The markets were closed Friday for the Fourth of July holiday.
KEEPING SCORE: The Dow Jones industrial average fell 60 points, or 0.3 percent, to 17,698 as of 2:18 p.m. Eastern time. The Standard & Poor’s 500 index dropped nearly six points, or 0.3 percent, to 2,071. The Nasdaq composite fell 17 points, or 0.4 percent, to 4,995.
MORE JOBS: Despite weaknesses in the U.S. labor market, overall payrolls grew by 223,000 jobs in June and the unemployment rate fell to a seven-year low of 5.3 percent. But the rate declined mostly because many people abandoned their job hunts and were no longer counted as unemployed.

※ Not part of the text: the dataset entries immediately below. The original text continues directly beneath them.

impl<K: fmt::Debug, V: fmt::Debug> fmt::Debug for Cursor<'_, K, V> {
    fn fmt(&self, f: &mut fmt::Formatter<'_>) -> fmt::Result {
        f.debug_tuple("Cursor").field(&self.key_value()).finish()
    }
}

impl<'a, K, V> Iter<'a, K, V> {
    fn entry(&self, handle: Handle) -> (&'a K, &'a V) {
        let node = self.nodes.get(handle);
        (&node.key, &node.value)
    }
}

impl<'a, K, V> Iterator for Iter<'a, K, V> {
    type Item = (&'a K, &'a V);

    fn next(&mut self) -> Option<Self::Item> {
        if self.remaining == 0 {
            return None;
        }
        let front = self.front?;
        self.remaining -= 1;
        self.front = successor(self.nodes, front);
        Some(self.entry(front))
    }

    fn size_hint(&self) -> (usize, Option<usize>) {
        (self.remaining, Some(self.remaining))
    }

    fn last(mut self) -> Option<Self::Item> {
        self.next_back()
    }
}

impl<K, V> DoubleEndedIterator for Iter<'_, K, V> {
    fn next_back(&mut self) -> Option<Self::Item> {
        if self.remaining == 0 {
            return None;
        }
        let back = self.back?;
        self.remaining -= 1;
        self.back = predecessor(self.nodes, back);
        Some(self.entry(back))
    }
}

impl<K, V> ExactSizeIterator for Iter<'_, K, V> {
    fn len(&self) -> usize {
        self.remaining
    }
}

impl<K, V> FusedIterator for Iter<'_, K, V> {}

impl<K, V> Clone for Iter<'_, K, V> {
    fn clone(&self) -> Self {
        Iter {
            nodes: self.nodes,
            front: self.front,
            back: self.back,
            remaining: self.remaining,
        }
    }
}

impl<K, V> fmt::Debug for Iter<'_, K, V> {
    fn fmt(&self, f: &mut fmt::Formatter<'_>) -> fmt::Result {
        f.debug_struct("Iter").field("remaining", &self.remaining).finish()
    }
}

impl<'a, K, V> Iterator for Keys<'a, K, V> {
    type Item = &'a K;

    fn next(&mut self) -> Option<Self::Item> {
        self.inner.next().map(|(k, _)| k)
    }

    fn size_hint(&self) -> (usize, Option<usize>) {
        self.inner.size_hint()
    }
}

impl<K, V> DoubleEndedIterator for Keys<'_, K, V> {
    fn next_back(&mut self) -> Option<Self::Item> {
        self.inner.next_back().map(|(k, _)| k)
    }
}

impl<K, V> ExactSizeIterator for Keys<'_, K, V> {
    fn len(&self) -> usize {
        self.inner.len()
    }
}

impl<K, V> FusedIterator for Keys<'_, K, V> {}

impl<K, V> Clone for Keys<'_, K, V> {
    fn clone(&self) -> Self {
        Keys {
            inner: self.inner.clone(),
        }
    }
}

The report also said average hourly earnings rose 2 percent, slightly lower than consensus.
BOND BUYING: Investors bought bonds in anticipation that inflation, and interest rates, will remain low. The price of the benchmark 10-year Treasury note rose, pushing down its yield to 2.37 percent from 2.45 percent just before the jobs report came out.
ANALYST'S TAKE: “There is no wage pressure and therefore no inflationary pressure. The Fed should just let the economy run,” said Steven Ricchiuto, chief economist at Mizuho Securities. “Maybe instead of hiking rates in September, maybe it'll be in December, maybe March.”

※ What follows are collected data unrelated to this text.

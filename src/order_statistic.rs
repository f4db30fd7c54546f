use crate::error::Result;

/// A one-based rank into the comparator order of a map.
///
/// `Rank(1)` is the first entry. Used to index a map by position.
///
/// # Examples
///
/// ```
/// use ranked_maps::{AvlTreeMap, Rank};
///
/// let mut map = AvlTreeMap::new();
/// map.insert("a", 10);
/// map.insert("b", 20);
///
/// assert_eq!(map[Rank(1)], 10);
/// assert_eq!(map[Rank(2)], 20);
/// ```
#[derive(Clone, Copy, Debug, Eq, PartialEq, Ord, PartialOrd, Hash)]
pub struct Rank(pub usize);

/// The contract shared by [`SkipListMap`](crate::SkipListMap) and
/// [`AvlTreeMap`](crate::AvlTreeMap): an ordered map with O(log n) access by
/// one-based rank.
///
/// Absence is never an error here. A missing key or an out-of-range rank is
/// `None` (or `false` from [`erase`](Self::erase)); only [`at`](Self::at) and
/// [`try_get_by_rank`](Self::try_get_by_rank) report an [`Error`](crate::Error).
///
/// # Examples
///
/// ```
/// use ranked_maps::{AvlTreeMap, OrderedRankMap, SkipListMap};
///
/// fn median<M: OrderedRankMap<u32, &'static str>>(map: &M) -> Option<u32> {
///     let (key, _) = map.find_by_rank(map.len().div_ceil(2))?.next()?;
///     Some(*key)
/// }
///
/// let mut skip = SkipListMap::new();
/// let mut avl = AvlTreeMap::new();
/// for (k, v) in [(5, "e"), (1, "a"), (3, "c")] {
///     skip.insert(k, v);
///     avl.insert(k, v);
/// }
/// assert_eq!(median(&skip), Some(3));
/// assert_eq!(median(&avl), Some(3));
/// ```
pub trait OrderedRankMap<K, V> {
    /// A borrowed position in the map. Iterating it yields the entry it points
    /// at and then every following entry in comparator order.
    type Cursor<'a>: Iterator<Item = (&'a K, &'a V)> + Clone
    where
        Self: 'a,
        K: 'a,
        V: 'a;

    /// Inserts `value` under `key`. Returns `true` if a new entry was created and
    /// `false` if an existing entry's value was overwritten.
    fn insert(&mut self, key: K, value: V) -> bool;

    /// Returns a cursor at `key`, or `None` if the key is absent.
    fn find(&self, key: &K) -> Option<Self::Cursor<'_>>;

    /// Returns a cursor at the entry of one-based `rank`, or `None` when `rank`
    /// is 0 or greater than [`len`](Self::len).
    fn find_by_rank(&self, rank: usize) -> Option<Self::Cursor<'_>>;

    /// Removes `key`. Returns `true` if it was present.
    fn erase(&mut self, key: &K) -> bool;

    /// Returns the value stored under `key`.
    ///
    /// # Errors
    ///
    /// [`Error::KeyNotFound`](crate::Error::KeyNotFound) if the key is absent.
    fn at(&self, key: &K) -> Result<&V>;

    /// Returns the entry of one-based `rank`.
    ///
    /// # Errors
    ///
    /// [`Error::RankOutOfRange`](crate::Error::RankOutOfRange) when `rank` is 0
    /// or greater than [`len`](Self::len).
    fn try_get_by_rank(&self, rank: usize) -> Result<(&K, &V)>;

    /// Number of entries.
    fn len(&self) -> usize;

    fn is_empty(&self) -> bool {
        self.len() == 0
    }

    /// Cursor at the first entry in comparator order (already exhausted when
    /// the map is empty).
    fn begin(&self) -> Self::Cursor<'_>;

    /// The last entry in comparator order.
    fn last(&self) -> Option<(&K, &V)>;
}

GREEK WOES: A report from the International Monetary Fund said Greece needs 50 billion euros ($56 billion) in new financing from October through 2018, and more debt relief. The analysis was made before Greece closed its banks and defaulted on IMF loans earlier this week. The outlook is worse now.
Greece’s government plans to put austerity measures to voters on Sunday after European creditors rejected its latest proposal for a new aid program.
MERGER NEWS: Health Net rose $5.96 or 9 percent, to $71.02 after Medicaid coverage provider Centene said it will pay about $6.3 billion to buy the company. The deal is more evidence of managed-care companies looking to bulk up in response to the federal overhaul of health care.
GUSHER: U.S.-listed shares of BP rose $1.90, or 5 percent, to $41.18 after the oil driller reached an $18.7 billion settlement with several states to resolve litigation over the 2010 Gulf of Mexico oil spill.
EUROPEAN STOCKS: Germany’s DAX fell 0.7 percent and France’s CAC 40 dropped 1 percent. Britain’s FTSE 100 rose 0.3 percent.
ASIA'S DAY: Japan’s Nikkei 225 rose 1 percent. Hong Kong’s Hang Seng gained 0.1 percent and China’s Shanghai Composite slumped 3.5 percent.